Nearly forty percent of Americans believe that premarital sex is not morally acceptable, while more than four in ten believe the same about having a child outside marriage, according to a new poll by Gallup.

The survey [1] also revealed that more than forty percent believe that sexual relations between people of the same sex are not morally acceptable.

The poll asked a random sample of 1,024 adults about the moral acceptability about 18 types of conduct, including gambling, animal experimentation and cloning.

It found that, while a majority of Americans, 54pc believed that having children outside marriage was morally acceptable, a sizable minority, 42pc believed that it was not morally acceptable.

Similarly, while 59pc of Americans believe pre-marital sex is morally acceptable, 38pc do not agree.

Fifty four percent of Americans believe homosexual relationships are morally acceptable, while 42pc disagree.

The survey also found that 89pc of people believe that married people having an affair is not morally acceptable.

Sixty four percent of people said they believed pornography was not morally acceptable, while 31pc said that it was.  

The vast majority of people, 86pc, said that polygamy, where more than two people are involved in a marriage, was not morally acceptable; 11pc said that it was.

On bioethical issues, 51pc said that abortion is not morally acceptable, with 38pc disagreeing, while 86pc said it was not morally permissable to clone human beings.  

Fifty eight percent of people said that using human embryos for medical research was morally acceptable; 33pc disagreed.  

The poll also showed that 89pc of people agreed that birth control was morally acceptable, but the question did not distinguish between natural birth control, which the Catholic Church favours, and artificial contraception.  

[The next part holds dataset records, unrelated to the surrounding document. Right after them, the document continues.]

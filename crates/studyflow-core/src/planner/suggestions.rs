//! Fixed subject suggestion table.
//!
//! Suggestions depend only on (mood, energy level); they are not derived
//! from any history.

use super::{EnergyLevel, Mood};

/// Suggested subjects for a (mood, energy) combination, in display order.
pub fn suggested_subjects(mood: Mood, energy: EnergyLevel) -> &'static [&'static str] {
    use EnergyLevel::*;
    use Mood::*;

    match (mood, energy) {
        (Energetic, High) => &["Mathematics", "Programming", "Physics", "Language Learning"],
        (Energetic, Medium) => &["History", "Literature", "Biology", "Chemistry"],
        (Energetic, Low) => &["Art History", "Philosophy", "Music Theory", "Psychology"],
        (Focused, High) => &["Data Structures", "Calculus", "Research Methods", "Economics"],
        (Focused, Medium) => &[
            "Business Studies",
            "Geography",
            "Political Science",
            "Statistics",
        ],
        (Focused, Low) => &[
            "Creative Writing",
            "Sociology",
            "Environmental Science",
            "Design",
        ],
        (Relaxed, High) => &[
            "Foreign Languages",
            "Computer Science",
            "Engineering",
            "Finance",
        ],
        (Relaxed, Medium) => &["Marketing", "Psychology", "Anthropology", "Communication"],
        (Relaxed, Low) => &["Literature", "Art", "Music", "Film Studies"],
    }
}

/// Suggestion lookup over raw string labels.
///
/// An unknown mood or energy label yields the empty list, never an error.
pub fn suggest_for_labels(mood: &str, energy: &str) -> Vec<String> {
    match (mood.parse::<Mood>(), energy.parse::<EnergyLevel>()) {
        (Ok(mood), Ok(energy)) => suggested_subjects(mood, energy)
            .iter()
            .map(|s| s.to_string())
            .collect(),
        _ => Vec::new(),
    }
}
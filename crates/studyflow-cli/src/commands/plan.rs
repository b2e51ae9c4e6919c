use chrono::Utc;
use clap::Subcommand;

use studyflow_core::backend::{
    backend_from_config, record_or_warn, StudyPlanRecord, SubjectSuggestionRecord,
};
use studyflow_core::planner::suggest_for_labels;
use studyflow_core::{Config, Database, EnergyLevel, Mood, PlanGenerator, PlannerInput, TimeBucket};

#[derive(Subcommand)]
pub enum PlanAction {
    /// Suggest subjects for a mood and energy level
    Suggest {
        /// Mood (energetic, focused, relaxed)
        mood: String,
        /// Energy level (high, medium, low)
        energy: String,
    },
    /// Generate and store today's study plan
    Generate {
        /// Mood (energetic, focused, relaxed)
        #[arg(long)]
        mood: String,
        /// Energy level (high, medium, low)
        #[arg(long)]
        energy: String,
        /// Available time bucket (1-2, 2-4, 4+)
        #[arg(long, default_value = "1-2")]
        time: String,
        /// Subject in round-robin order (repeatable)
        #[arg(long = "subject", required = true)]
        subjects: Vec<String>,
    },
    /// Show the most recently stored plan
    Show,
}

pub fn run(action: PlanAction) -> Result<(), Box<dyn std::error::Error>> {
    match action {
        PlanAction::Suggest { mood, energy } => {
            // Unknown labels produce an empty list, not an error.
            let suggestions = suggest_for_labels(&mood, &energy);
            println!("{}", serde_json::to_string_pretty(&suggestions)?);

            let config = Config::load_or_default();
            let backend = backend_from_config(&config);
            record_or_warn(
                backend.record_subject_suggestion(&SubjectSuggestionRecord {
                    user_id: config.backend.user_id.clone(),
                    mood,
                    energy_level: energy,
                    suggested_subjects: suggestions,
                }),
                "subject suggestions",
            );
        }
        PlanAction::Generate {
            mood,
            energy,
            time,
            subjects,
        } => {
            let input = PlannerInput {
                mood: mood.parse::<Mood>()?,
                energy_level: energy.parse::<EnergyLevel>()?,
                time_available: time.parse::<TimeBucket>()?,
                subjects,
            };

            let config = Config::load_or_default();
            let generator = PlanGenerator::with_config(config.generator_config());
            let schedule = generator.generate(&input);

            let now = Utc::now();
            let plan_date = now.date_naive();
            let db = Database::open()?;
            db.upsert_plan(plan_date, &schedule, now)?;

            let backend = backend_from_config(&config);
            record_or_warn(
                backend.upsert_study_plan(&StudyPlanRecord {
                    user_id: config.backend.user_id.clone(),
                    plan_date,
                    schedule: serde_json::to_value(&schedule)?,
                }),
                "study plan",
            );

            println!("{}", serde_json::to_string_pretty(&schedule)?);
        }
        PlanAction::Show => {
            let db = Database::open()?;
            match db.latest_plan()? {
                Some(plan) => println!("{}", serde_json::to_string_pretty(&plan)?),
                None => println!("no stored plan"),
            }
        }
    }
    Ok(())
}
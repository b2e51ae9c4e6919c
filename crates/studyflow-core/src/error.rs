//! Core error types for studyflow-core.
//!
//! This module defines a comprehensive error hierarchy using thiserror
//! for better error handling and reporting across the library.

use std::path::PathBuf;
use thiserror::Error;

/// Core error type for studyflow-core.
#[derive(Error, Debug)]
pub enum CoreError {
    /// Database-related errors
    #[error("Database error: {0}")]
    Database(#[from] DatabaseError),

    /// Configuration-related errors
    #[error("Configuration error: {0}")]
    Config(#[from] ConfigError),

    /// Backend-related errors
    #[error("Backend error: {0}")]
    Backend(#[from] BackendError),

    /// Validation errors
    #[error("Validation error: {0}")]
    Validation(#[from] ValidationError),

    /// IO errors
    #[error("IO error: {0}")]
    Io(#[from] std::io::Error),

    /// Serialization/deserialization errors
    #[error("JSON error: {0}")]
    Json(#[from] serde_json::Error),

    /// Generic errors with context
    #[error("{0}")]
    Custom(String),
}

/// Database-specific errors.
#[derive(Error, Debug)]
pub enum DatabaseError {
    /// Failed to open database connection
    #[error("Failed to open database at {path}: {source}")]
    OpenFailed {
        path: PathBuf,
        #[source]
        source: rusqlite::Error,
    },

    /// Query execution failed
    #[error("Query failed: {0}")]
    QueryFailed(String),

    /// Migration failed
    #[error("Database migration failed: {0}")]
    MigrationFailed(String),

    /// Database is locked
    #[error("Database is locked")]
    Locked,
}

/// Configuration-specific errors.
#[derive(Error, Debug)]
pub enum ConfigError {
    /// Failed to load configuration
    #[error("Failed to load configuration from {path}: {message}")]
    LoadFailed { path: PathBuf, message: String },

    /// Failed to save configuration
    #[error("Failed to save configuration to {path}: {message}")]
    SaveFailed { path: PathBuf, message: String },

    /// Invalid configuration value
    #[error("Invalid configuration value for '{key}': {message}")]
    InvalidValue { key: String, message: String },

    /// Unknown configuration key
    #[error("Unknown configuration key: {0}")]
    UnknownKey(String),

    /// Failed to parse configuration
    #[error("Failed to parse configuration: {0}")]
    ParseFailed(String),
}

/// Errors from the hosted backend client.
#[derive(Error, Debug)]
pub enum BackendError {
    /// Backend is not configured (missing base URL or API key)
    #[error("Backend is not configured: {0}")]
    NotConfigured(String),

    /// Base URL could not be parsed
    #[error("Invalid backend base URL '{0}'")]
    InvalidBaseUrl(String),

    /// Transport-level request failure
    #[error("Request failed: {0}")]
    Request(#[from] reqwest::Error),

    /// Backend answered with a non-success status
    #[error("Backend API error (HTTP {status}): {body}")]
    Http { status: u16, body: String },

    /// Failed to start the runtime driving the HTTP client
    #[error("Failed to start backend runtime: {0}")]
    Runtime(#[from] std::io::Error),
}

/// Validation errors.
#[derive(Error, Debug)]
pub enum ValidationError {
    /// Unrecognized mood label
    #[error("Unknown mood '{0}' (expected energetic, focused, or relaxed)")]
    UnknownMood(String),

    /// Unrecognized energy level label
    #[error("Unknown energy level '{0}' (expected high, medium, or low)")]
    UnknownEnergyLevel(String),

    /// Unrecognized time bucket label
    #[error("Unknown time bucket '{0}' (expected 1-2, 2-4, or 4+)")]
    UnknownTimeBucket(String),

    /// Required field has not been set
    #[error("Missing required field: {0}")]
    MissingField(String),

    /// Empty collection
    #[error("Empty collection: {0}")]
    EmptyCollection(String),
}

impl From<rusqlite::Error> for DatabaseError {
    fn from(err: rusqlite::Error) -> Self {
        match &err {
            rusqlite::Error::SqliteFailure(err, _msg) => {
                if err.code == rusqlite::ErrorCode::DatabaseLocked {
                    DatabaseError::Locked
                } else {
                    DatabaseError::QueryFailed(err.to_string())
                }
            }
            _ => DatabaseError::QueryFailed(err.to_string()),
        }
    }
}

/// Result type alias for CoreError
pub type Result<T, E = CoreError> = std::result::Result<T, E>;
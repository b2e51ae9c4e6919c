mod config;
pub mod database;

pub use config::{BackendConfig, Config, PlannerSettings};
pub use database::{Database, PlanRecord, SessionRecord};

use std::path::PathBuf;

/// Returns `~/.config/studyflow[-dev]/` based on STUDYFLOW_ENV.
///
/// Set STUDYFLOW_ENV=dev to use the development data directory.
///
/// # Errors
/// Returns an error if the home directory cannot be determined or if
/// creating the config directory fails.
pub fn data_dir() -> Result<PathBuf, std::io::Error> {
    let base_dir = dirs::home_dir()
        .unwrap_or_else(|| PathBuf::from("."))
        .join(".config");

    let env = std::env::var("STUDYFLOW_ENV").unwrap_or_else(|_| "production".to_string());

    let dir = if env == "dev" {
        base_dir.join("studyflow-dev")
    } else {
        base_dir.join("studyflow")
    };

    std::fs::create_dir_all(&dir)?;
    Ok(dir)
}
//! Basic CLI E2E tests.
//!
//! Tests invoke CLI commands via cargo run against the dev data
//! directory and verify outputs.

use std::process::Command;

/// Run a CLI command and return (stdout, stderr, exit code).
fn run_cli(args: &[&str]) -> (String, String, i32) {
    let output = Command::new("cargo")
        .args(["run", "-p", "studyflow-cli", "--"])
        .args(args)
        .env("STUDYFLOW_ENV", "dev")
        .output()
        .expect("Failed to execute CLI command");

    let stdout = String::from_utf8_lossy(&output.stdout).to_string();
    let stderr = String::from_utf8_lossy(&output.stderr).to_string();
    let code = output.status.code().unwrap_or(-1);

    (stdout, stderr, code)
}

#[test]
fn test_plan_suggest() {
    let (stdout, _, code) = run_cli(&["plan", "suggest", "energetic", "high"]);
    assert_eq!(code, 0, "plan suggest failed");
    assert!(stdout.contains("Mathematics"));
    assert!(stdout.contains("Language Learning"));
}

#[test]
fn test_plan_suggest_unknown_labels() {
    let (stdout, _, code) = run_cli(&["plan", "suggest", "sleepy", "high"]);
    assert_eq!(code, 0, "unknown labels should not fail");
    let parsed: Vec<String> = serde_json::from_str(stdout.trim()).unwrap();
    assert!(parsed.is_empty());
}

#[test]
fn test_plan_generate() {
    let (stdout, _, code) = run_cli(&[
        "plan",
        "generate",
        "--mood",
        "energetic",
        "--energy",
        "high",
        "--time",
        "1-2",
        "--subject",
        "Mathematics",
        "--subject",
        "Physics",
    ]);
    assert_eq!(code, 0, "plan generate failed");

    let schedule: serde_json::Value = serde_json::from_str(stdout.trim()).unwrap();
    let blocks = schedule.as_array().unwrap();
    assert_eq!(blocks.len(), 2);
    assert_eq!(blocks[0]["type"], "study");
    assert_eq!(blocks[0]["subject"], "Mathematics");
    assert_eq!(blocks[1]["type"], "break");
}

#[test]
fn test_plan_generate_requires_subjects() {
    let (_, _, code) = run_cli(&["plan", "generate", "--mood", "energetic", "--energy", "high"]);
    assert_ne!(code, 0, "generate without subjects should fail");
}

#[test]
fn test_plan_generate_rejects_unknown_mood() {
    let (_, stderr, code) = run_cli(&[
        "plan", "generate", "--mood", "sleepy", "--energy", "high", "--subject", "Math",
    ]);
    assert_ne!(code, 0);
    assert!(stderr.contains("Unknown mood"));
}

#[test]
fn test_plan_show_after_generate() {
    let _ = run_cli(&[
        "plan",
        "generate",
        "--mood",
        "focused",
        "--energy",
        "medium",
        "--subject",
        "Statistics",
    ]);
    let (stdout, _, code) = run_cli(&["plan", "show"]);
    assert_eq!(code, 0, "plan show failed");
    assert!(stdout.contains("plan_date"));
}

#[test]
fn test_session_lifecycle() {
    // A leftover active session from an earlier run is fine to discard.
    let _ = run_cli(&["session", "stop"]);

    let (stdout, _, code) = run_cli(&["session", "start", "Physics"]);
    assert_eq!(code, 0, "session start failed");
    assert!(stdout.contains("Physics"));

    let (stdout, _, code) = run_cli(&["session", "status"]);
    assert_eq!(code, 0, "session status failed");
    assert!(stdout.contains("Physics"));

    let (stdout, _, code) = run_cli(&["session", "stop"]);
    assert_eq!(code, 0, "session stop failed");
    assert!(stdout.contains("session recorded"));
}

#[test]
fn test_stats_summary() {
    let (stdout, _, code) = run_cli(&["stats", "summary"]);
    assert_eq!(code, 0, "stats summary failed");
    assert!(stdout.contains("total_study_time_minutes"));
    assert!(stdout.contains("week_activity"));
}

#[test]
fn test_stats_score() {
    let (stdout, _, code) = run_cli(&["stats", "score"]);
    assert_eq!(code, 0, "stats score failed");
    let score: serde_json::Value = serde_json::from_str(stdout.trim()).unwrap();
    assert!(score["score"].as_u64().unwrap() <= 100);
}

#[test]
fn test_stats_streak() {
    let (stdout, _, code) = run_cli(&["stats", "streak"]);
    assert_eq!(code, 0, "stats streak failed");
    assert!(stdout.contains("current_streak"));
}

#[test]
fn test_config_list() {
    let (stdout, _, code) = run_cli(&["config", "list"]);
    assert_eq!(code, 0, "config list failed");
    assert!(stdout.contains("planner"));
}

#[test]
fn test_config_get_set() {
    let (stdout, _, code) = run_cli(&["config", "get", "planner.start_hour"]);
    assert_eq!(code, 0, "config get failed");
    assert!(!stdout.trim().is_empty());

    let (stdout, _, code) = run_cli(&["config", "set", "planner.break_minutes", "10"]);
    assert_eq!(code, 0, "config set failed");
    assert!(stdout.contains("config updated"));

    let (_, _, code) = run_cli(&["config", "get", "planner.missing"]);
    assert_ne!(code, 0, "unknown key should fail");
}
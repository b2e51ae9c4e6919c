use clap::Subcommand;

use studyflow_core::Config;

#[derive(Subcommand)]
pub enum ConfigAction {
    /// Read a value by dotted path, e.g. planner.start_hour
    Get { key: String },
    /// Set a value by dotted path
    Set { key: String, value: String },
    /// Show the full configuration
    List,
}

pub fn run(action: ConfigAction) -> Result<(), Box<dyn std::error::Error>> {
    match action {
        ConfigAction::Get { key } => {
            let config = Config::load_or_default();
            println!("{}", serde_json::to_string_pretty(&config.get(&key)?)?);
        }
        ConfigAction::Set { key, value } => {
            let mut config = Config::load_or_default();
            config.set(&key, &value)?;
            config.save()?;
            println!("config updated");
        }
        ConfigAction::List => {
            let config = Config::load_or_default();
            println!("{}", serde_json::to_string_pretty(&config)?);
        }
    }
    Ok(())
}
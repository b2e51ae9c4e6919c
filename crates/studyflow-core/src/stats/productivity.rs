//! Productivity score computation.

use chrono::{DateTime, Utc};
use serde::{Deserialize, Serialize};

/// Aggregate study statistics, mirroring the backend `study_stats` row.
#[derive(Debug, Clone, Default, Serialize, Deserialize)]
pub struct StudyStats {
    pub total_study_time_minutes: u32,
    pub current_streak: u32,
    pub longest_streak: u32,
    pub distraction_score: u32,
    pub last_study_date: Option<DateTime<Utc>>,
}

/// Score movement relative to the previous period.
#[derive(Debug, Clone, Copy, Serialize, Deserialize, PartialEq, Eq)]
#[serde(rename_all = "lowercase")]
pub enum Trend {
    Up,
    Down,
    Neutral,
}

/// A 0-100 productivity score with its qualitative reading.
#[derive(Debug, Clone, Serialize, Deserialize)]
pub struct ProductivityScore {
    pub score: u32,
    pub trend: Trend,
    pub feedback: String,
}

impl ProductivityScore {
    /// Combine streak, study time, and distraction metrics into a score
    /// out of 100.
    ///
    /// Streak contributes up to 10 days at triple weight, study time up
    /// to 50 hours at 0.8, and the distraction penalty is capped at 40
    /// before being inverted.
    pub fn compute(stats: &StudyStats) -> Self {
        let streak_factor = stats.current_streak.min(10) as f64;
        let time_factor = (stats.total_study_time_minutes as f64 / 60.0).min(50.0);
        let distraction_factor = 100.0 - stats.distraction_score.min(40) as f64;

        let raw = streak_factor * 3.0 + time_factor * 0.8 + distraction_factor * 0.3;
        let score = (raw.floor() as u32).min(100);

        let trend = if score > 70 {
            Trend::Up
        } else if score < 50 {
            Trend::Down
        } else {
            Trend::Neutral
        };

        Self {
            score,
            trend,
            feedback: Self::feedback_for(score).to_string(),
        }
    }

    fn feedback_for(score: u32) -> &'static str {
        if score >= 80 {
            "Excellent productivity!"
        } else if score >= 60 {
            "Good progress!"
        } else if score >= 40 {
            "Room for improvement"
        } else {
            "Needs attention"
        }
    }
}
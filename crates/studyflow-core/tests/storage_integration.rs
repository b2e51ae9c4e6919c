//! On-disk storage tests: database persistence across reopens.

use chrono::{DateTime, Duration, NaiveDate, Utc};
use tempfile::TempDir;

use studyflow_core::planner::{EnergyLevel, Mood, PlanGenerator, PlannerInput, TimeBucket};
use studyflow_core::{Database, FocusSession};

fn now() -> DateTime<Utc> {
    "2026-03-01T09:00:00Z".parse().unwrap()
}

#[test]
fn database_survives_reopen() {
    let dir = TempDir::new().unwrap();
    let path = dir.path().join("studyflow.db");
    let plan_date = NaiveDate::from_ymd_opt(2026, 3, 1).unwrap();

    let schedule = PlanGenerator::new().generate(&PlannerInput {
        mood: Mood::Focused,
        energy_level: EnergyLevel::Medium,
        time_available: TimeBucket::TwoToFour,
        subjects: vec!["Statistics".to_string(), "Geography".to_string()],
    });

    {
        let db = Database::open_at(&path).unwrap();
        db.upsert_plan(plan_date, &schedule, now()).unwrap();

        let mut session = FocusSession::start("Statistics", now());
        session.end(now() + Duration::minutes(30));
        db.record_session(&session).unwrap();
    }

    let db = Database::open_at(&path).unwrap();
    let plan = db.latest_plan().unwrap().unwrap();
    assert_eq!(plan.plan_date, plan_date);
    assert_eq!(plan.schedule, schedule);
    assert_eq!(db.total_minutes().unwrap(), 30);
    assert_eq!(db.session_count().unwrap(), 1);
}

#[test]
fn kv_state_survives_reopen() {
    let dir = TempDir::new().unwrap();
    let path = dir.path().join("studyflow.db");

    let session = FocusSession::start("Physics", now());
    let encoded = serde_json::to_string(&session).unwrap();

    {
        let db = Database::open_at(&path).unwrap();
        db.kv_set("active_session", &encoded).unwrap();
    }

    let db = Database::open_at(&path).unwrap();
    let raw = db.kv_get("active_session").unwrap().unwrap();
    let decoded: FocusSession = serde_json::from_str(&raw).unwrap();
    assert_eq!(decoded, session);
    assert!(decoded.is_active());
}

Eighty two percent of Catholics said that birth control was morally acceptable, compared to 15pc who said it wasn’t. Ninety percent of non-Catholics agreed that birth control was morally acceptable, with six percent disagreeing.

Overall, the survey found that there had not been much movement in American attitudes on these issues, apart from attitudes to the death penalty. The survey found that 58pc of people thought that the death penalty was morally acceptable, down from 65pc in 2011 and the lowest level of support since Gallup started asking the question in that format.